2. Hooks are unlikely to be based on timelines of how wikitext passes through the parser, i.e. before something happens, or after something happens. We are going to move more towards a pure functional model as far as possible. So, as far as extension tags are concerned, they get access to the tag source, args, and possibly some other information and are expected to return output HTML / a DOM fragment (here they will leverage the parser API/interface I mention in 1. above). Most extensions that implement custom tags already behave in this manner and this simply formalizes that.

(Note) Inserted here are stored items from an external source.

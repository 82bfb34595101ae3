//! Fixed-capacity hash maps built on funnel hashing.
//!
//! A [`FunnelHashMap`] is sized once, at construction, for a logical capacity.
//! Its slots are split into geometrically shrinking levels of fixed-width
//! buckets followed by a small backyard. Each key has a deterministic candidate
//! sequence (one bucket per level, then up to two backyard buckets), so every
//! operation inspects a bounded number of slots no matter how full the map is.
//!
//! ```
//! use funnel_hash::{FunnelError, FunnelHashMap};
//!
//! let mut map = FunnelHashMap::with_capacity(2)?;
//! map.insert("a", 1)?;
//! map.insert("b", 2)?;
//! assert_eq!(
//!     map.insert("c", 3),
//!     Err(FunnelError::CapacityExceeded { capacity: 2 })
//! );
//!
//! assert_eq!(map.remove("a"), Some(1));
//! map.insert("c", 3)?;
//! assert_eq!(map["c"], 3);
//! # Ok::<(), FunnelError>(())
//! ```

mod common;
mod error;
mod funnel;
mod layout;

pub use error::{FunnelError, Result};
pub use funnel::{FunnelHashMap, IntoIter, Iter};
pub use layout::{Candidate, Candidates, FunnelConfig, Layout, Region, Span};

3. Some extensions set parser state and update it across invocations. We currently have no intention of supporting that. We are going to look at what the underlying need is that is being modeled through side-effects / state and will to provide first-class support for that in some manner. For example, some (like Cite) use state for enumeration and numbering purposes, and this can be done as a post-processing pass on the DOM when they get to inspect the "final" DOM. Presumably these global document processors are the exception, not the norm. But, statelessness lets us process the document in arbitrary order (or even skip processing parts of the document by reusing extension/template/media output from previous versions of the document), and use the final post-processing step as the synchronization step to enforce source-text ordering (like numbering).

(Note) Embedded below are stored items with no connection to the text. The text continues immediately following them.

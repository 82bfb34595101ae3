//! Error types for funnel hash maps.

use thiserror::Error;

/// Result type alias for fallible map operations.
pub type Result<T> = std::result::Result<T, FunnelError>;

/// Failures reported by [`FunnelHashMap`](crate::FunnelHashMap).
///
/// `CapacityExceeded` and `KeyNotFound` are ordinary, caller-recoverable
/// outcomes. `StructuralOverflow` means the layout's overcommit did not hold
/// for this key distribution and should be treated as a hard failure.
#[derive(Error, Debug, Clone, PartialEq, Eq)]
pub enum FunnelError {
    /// A map was requested with a logical capacity of zero.
    #[error("invalid capacity: a funnel hash map must hold at least one entry")]
    InvalidCapacity,

    /// A new key was inserted while the map already held `capacity` entries.
    #[error("capacity exceeded: map already holds {capacity} entries")]
    CapacityExceeded { capacity: usize },

    /// Every slot in the key's candidate sequence was occupied even though the
    /// map was below its logical capacity.
    #[error("structural overflow: no free slot in candidate sequence ({len}/{capacity} entries)")]
    StructuralOverflow { len: usize, capacity: usize },

    /// The requested key is not present.
    #[error("key not found")]
    KeyNotFound,
}

impl FunnelError {
    /// Returns true for conditions the caller is expected to handle.
    pub fn is_recoverable(&self) -> bool {
        !matches!(self, FunnelError::StructuralOverflow { .. })
    }
}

We anticipate most extensions are going to need some (hopefully minor) changes. If your extension doesn't deal with wikitext itself, the changes are probably going to be relatively minor. But, if your extension deals with wikitext, then it might need an update in terms of how it generates its output (using the ParsoidExtensionAPI interface instead of an actual parser object), but once again, this is unlikely to be very significant changes. However, if your extension maintains state across invocations, then it might need some rethink (as stated in 3. above).

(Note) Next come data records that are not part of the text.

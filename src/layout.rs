//! Slot layout and candidate sequences.
//!
//! A [`Layout`] is computed once from the logical capacity and the reserve
//! fraction. It never looks at table contents, so the candidate sequence of a
//! key is a pure function of `(key hash, layout)`.

use std::iter::FusedIterator;
use std::ops::{Range, RangeInclusive};

use tracing::debug;

use crate::common::{DEFAULT_RESERVE_FRACTION, mix64, sanitize_reserve_fraction};
use crate::error::{FunnelError, Result};

const LEVEL_SALT: u64 = 0x9E37_79B9_7F4A_7C15;
const BACKYARD_SALT_FIRST: u64 = 0xA5A5_A5A5_A5A5_A5A5;
const BACKYARD_SALT_STEP: u64 = 0x5A5A_5A5A_5A5A_5A5A;

/// Slots per backyard bucket once the backyard spans more than one bucket.
pub const BACKYARD_BUCKET_WIDTH: usize = 16;

/// Tuning knobs for a funnel hash map.
#[derive(Debug, Clone, Copy, PartialEq)]
pub struct FunnelConfig {
    reserve_fraction: f64,
}

impl Default for FunnelConfig {
    fn default() -> Self {
        Self {
            reserve_fraction: DEFAULT_RESERVE_FRACTION,
        }
    }
}

impl FunnelConfig {
    /// `reserve_fraction` is the share of physical slots kept free when the map
    /// is at capacity (δ). It is clamped to `[1e-6, 1/8]`; non-finite values
    /// fall back to the default of 1/8.
    pub fn with_reserve_fraction(reserve_fraction: f64) -> Self {
        Self {
            reserve_fraction: sanitize_reserve_fraction(reserve_fraction),
        }
    }

    pub fn reserve_fraction(&self) -> f64 {
        self.reserve_fraction
    }
}

/// A run of equally sized buckets inside the slot array.
#[derive(Debug, Clone, Copy, PartialEq, Eq)]
pub struct Span {
    pub offset: usize,
    pub bucket_count: usize,
    pub bucket_width: usize,
}

impl Span {
    pub fn len(&self) -> usize {
        self.bucket_count * self.bucket_width
    }

    pub fn is_empty(&self) -> bool {
        self.len() == 0
    }

    fn bucket_start(&self, bucket: usize) -> usize {
        self.offset + bucket * self.bucket_width
    }
}

/// Fixed partition of the slot array into primary levels and a backyard.
#[derive(Debug, Clone, PartialEq, Eq)]
pub struct Layout {
    capacity: usize,
    physical_slots: usize,
    levels: Vec<Span>,
    backyard: Span,
}

impl Layout {
    pub fn new(capacity: usize, config: FunnelConfig) -> Result<Self> {
        if capacity == 0 {
            return Err(FunnelError::InvalidCapacity);
        }

        let reserve_fraction = sanitize_reserve_fraction(config.reserve_fraction);
        let level_count = compute_level_count(reserve_fraction);
        let bucket_width = compute_bucket_width(reserve_fraction);
        let physical_target =
            ((capacity as f64 / (1.0 - reserve_fraction)).ceil() as usize).max(capacity);

        let (mut primary_slots, mut backyard_slots) =
            split_reserve(physical_target, reserve_fraction, bucket_width);
        while backyard_slots < BACKYARD_BUCKET_WIDTH && primary_slots >= bucket_width {
            primary_slots -= bucket_width;
            backyard_slots += bucket_width;
        }

        let backyard = if backyard_slots < 2 * BACKYARD_BUCKET_WIDTH {
            Span {
                offset: primary_slots,
                bucket_count: 1,
                bucket_width: backyard_slots,
            }
        } else {
            Span {
                offset: primary_slots,
                bucket_count: backyard_slots.div_ceil(BACKYARD_BUCKET_WIDTH),
                bucket_width: BACKYARD_BUCKET_WIDTH,
            }
        };

        let mut offset = 0;
        let levels = partition_funnel_buckets(primary_slots / bucket_width, level_count)
            .into_iter()
            .filter(|&bucket_count| bucket_count > 0)
            .map(|bucket_count| {
                let span = Span {
                    offset,
                    bucket_count,
                    bucket_width,
                };
                offset += span.len();
                span
            })
            .collect::<Vec<_>>();

        let layout = Self {
            capacity,
            physical_slots: primary_slots + backyard.len(),
            levels,
            backyard,
        };

        debug!(
            capacity,
            physical_slots = layout.physical_slots,
            levels = layout.levels.len(),
            bucket_width,
            backyard_slots = layout.backyard.len(),
            backyard_buckets = layout.backyard.bucket_count,
            scan_budget = layout.scan_budget(),
            "built funnel layout"
        );

        Ok(layout)
    }

    /// Maximum number of live entries.
    pub fn capacity(&self) -> usize {
        self.capacity
    }

    /// Number of slots backing the layout. Always larger than the capacity.
    pub fn physical_slots(&self) -> usize {
        self.physical_slots
    }

    pub fn levels(&self) -> &[Span] {
        &self.levels
    }

    pub fn backyard(&self) -> Span {
        self.backyard
    }

    /// Number of backyard buckets a key may use: one or two.
    pub fn backyard_choices(&self) -> usize {
        self.backyard.bucket_count.min(2)
    }

    /// Upper bound on the slots any single operation inspects.
    pub fn scan_budget(&self) -> usize {
        self.levels.iter().map(|level| level.bucket_width).sum::<usize>()
            + self.backyard_choices() * self.backyard.bucket_width
    }

    /// The ordered buckets a key with `key_hash` may occupy.
    pub fn candidates(&self, key_hash: u64) -> Candidates<'_> {
        Candidates {
            layout: self,
            key_hash,
            position: 0,
        }
    }
}

/// Where a candidate bucket lives.
#[derive(Debug, Clone, Copy, PartialEq, Eq)]
pub enum Region {
    Level(usize),
    /// First (`0`) or second (`1`) double-hashing choice.
    Backyard(usize),
}

/// One bucket of a key's candidate sequence.
#[derive(Debug, Clone, Copy, PartialEq, Eq)]
pub struct Candidate {
    pub region: Region,
    pub bucket: usize,
    pub start: usize,
    pub width: usize,
}

impl Candidate {
    /// Slot indices covered by this bucket, in scan order.
    pub fn slots(&self) -> Range<usize> {
        self.start..self.start + self.width
    }
}

/// Iterator over a key's candidate buckets: one per primary level, then up to
/// two backyard buckets.
#[derive(Debug, Clone)]
pub struct Candidates<'a> {
    layout: &'a Layout,
    key_hash: u64,
    position: usize,
}

impl Iterator for Candidates<'_> {
    type Item = Candidate;

    fn next(&mut self) -> Option<Candidate> {
        let levels = &self.layout.levels;
        if let Some(level) = levels.get(self.position) {
            let level_idx = self.position;
            self.position += 1;
            let bucket = level_bucket_index(self.key_hash, level_idx, level.bucket_count);
            return Some(Candidate {
                region: Region::Level(level_idx),
                bucket,
                start: level.bucket_start(bucket),
                width: level.bucket_width,
            });
        }

        let choice = self.position - levels.len();
        if choice >= self.layout.backyard_choices() {
            return None;
        }
        self.position += 1;

        let backyard = &self.layout.backyard;
        let first = backyard_first_bucket(self.key_hash, backyard.bucket_count);
        let bucket = if choice == 0 {
            first
        } else {
            backyard_second_bucket(self.key_hash, first, backyard.bucket_count)
        };

        Some(Candidate {
            region: Region::Backyard(choice),
            bucket,
            start: backyard.bucket_start(bucket),
            width: backyard.bucket_width,
        })
    }

    fn size_hint(&self) -> (usize, Option<usize>) {
        let total = self.layout.levels.len() + self.layout.backyard_choices();
        let remaining = total.saturating_sub(self.position);
        (remaining, Some(remaining))
    }
}

impl ExactSizeIterator for Candidates<'_> {}

impl FusedIterator for Candidates<'_> {}

fn level_bucket_index(key_hash: u64, level_idx: usize, bucket_count: usize) -> usize {
    let salt = (level_idx as u64 + 1).wrapping_mul(LEVEL_SALT);
    (mix64(key_hash.wrapping_add(salt)) % bucket_count as u64) as usize
}

fn backyard_first_bucket(key_hash: u64, bucket_count: usize) -> usize {
    (mix64(key_hash ^ BACKYARD_SALT_FIRST) % bucket_count as u64) as usize
}

// Non-zero step modulo the bucket count, so the two choices never coincide.
fn backyard_second_bucket(key_hash: u64, first: usize, bucket_count: usize) -> usize {
    let step = 1 + (mix64(key_hash ^ BACKYARD_SALT_STEP) % (bucket_count as u64 - 1)) as usize;
    (first + step) % bucket_count
}

fn compute_level_count(reserve_fraction: f64) -> usize {
    (4.0 * (1.0 / reserve_fraction).log2() + 10.0)
        .ceil()
        .max(1.0) as usize
}

fn compute_bucket_width(reserve_fraction: f64) -> usize {
    (2.0 * (1.0 / reserve_fraction).log2()).ceil().max(1.0) as usize
}

/// Splits the physical slots into a primary region of whole buckets and a
/// backyard holding about three quarters of the reserve `δP`.
fn split_reserve(physical: usize, reserve_fraction: f64, bucket_width: usize) -> (usize, usize) {
    let backyard_target = (0.75 * reserve_fraction * physical as f64).ceil() as usize;
    let primary = physical.saturating_sub(backyard_target) / bucket_width * bucket_width;
    (primary, physical - primary)
}

/// Splits `total_buckets` over `level_count` levels so that every level has
/// 3/4 of the previous level's buckets, give or take one.
fn partition_funnel_buckets(total_buckets: usize, level_count: usize) -> Vec<usize> {
    if level_count == 0 {
        return Vec::new();
    }

    // First term of a 3/4 geometric series over `level_count` terms.
    let series = 1.0 - 0.75f64.powi(level_count as i32);
    let estimate = ((0.25 * total_buckets as f64) / series).round() as usize;
    let estimate = estimate.min(total_buckets);

    let mut nearest_first = (0..=total_buckets).flat_map(|offset| {
        let below = estimate.checked_sub(offset);
        let above = (offset > 0)
            .then(|| estimate + offset)
            .filter(|&first| first <= total_buckets);
        below.into_iter().chain(above)
    });

    nearest_first
        .find_map(|first| shrink_from(first, total_buckets, level_count))
        .unwrap_or_else(|| {
            let mut counts = vec![0; level_count];
            counts[0] = total_buckets;
            counts
        })
}

/// Builds the levels below a first level of `first` buckets, keeping each as
/// close to 3/4 of the one above as the remaining total allows.
fn shrink_from(first: usize, total_buckets: usize, level_count: usize) -> Option<Vec<usize>> {
    let mut counts = Vec::with_capacity(level_count);
    counts.push(first);
    let mut left = total_buckets.checked_sub(first)?;

    for later in (0..level_count - 1).rev() {
        let above = counts[counts.len() - 1];
        let (low, high) = next_level_bounds(above);
        let target = (3 * above + 2) / 4;
        let next = (low..=high.min(left))
            .filter(|&count| reachable_below(count, later).contains(&(left - count)))
            .min_by_key(|&count| count.abs_diff(target))?;
        counts.push(next);
        left -= next;
    }

    (left == 0).then_some(counts)
}

/// Bucket counts allowed for the level after one with `current` buckets.
/// An empty level can only be followed by another empty level.
fn next_level_bounds(current: usize) -> (usize, usize) {
    if current == 0 {
        return (0, 0);
    }
    let scaled = current.saturating_mul(3);
    (scaled.saturating_sub(4).div_ceil(4), scaled.saturating_add(4) / 4)
}

/// Totals that `later` levels under a level of `count` buckets can sum to.
fn reachable_below(count: usize, later: usize) -> RangeInclusive<usize> {
    let (mut smallest, mut largest) = (count, count);
    let (mut low_sum, mut high_sum) = (0, 0);
    for _ in 0..later {
        smallest = next_level_bounds(smallest).0;
        largest = next_level_bounds(largest).1;
        low_sum += smallest;
        high_sum += largest;
    }
    low_sum..=high_sum
}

If you want to get a really early look, you can poke around the Parsoid repo and its reimplementation of a few extensions [2]. But, note that we still have some work to do to (a) clean up the interfaces, (b) untangle them further from Parsoid's internals and (c) make sure our design is consistent with Tim's proposed work around hooks in general [3] [4]. So, what you see in the Parsoid repo today may not be what it will look like in the end (in terms of exact interfaces - names, methods, signatures), but they will nevertheless operate within the constraints / principles 1-3 above.
As a long-term goal, we are trying to nudge wikitext (including templates, extensions) towards one where the final output is a composition of largely independent fragments (no matter who/what generated those fragments) with some mostly minor post-processing after the document is composed. An updated extension and parser hooks API during the switch to Parsoid is one of the first steps. Balanced / Typed templates will be the next step in that direction. [5].
Hope this helps in planning early. Thanks for asking - it nudged me to outline our thinking early even before we have the publishable first draft of our updated extension model.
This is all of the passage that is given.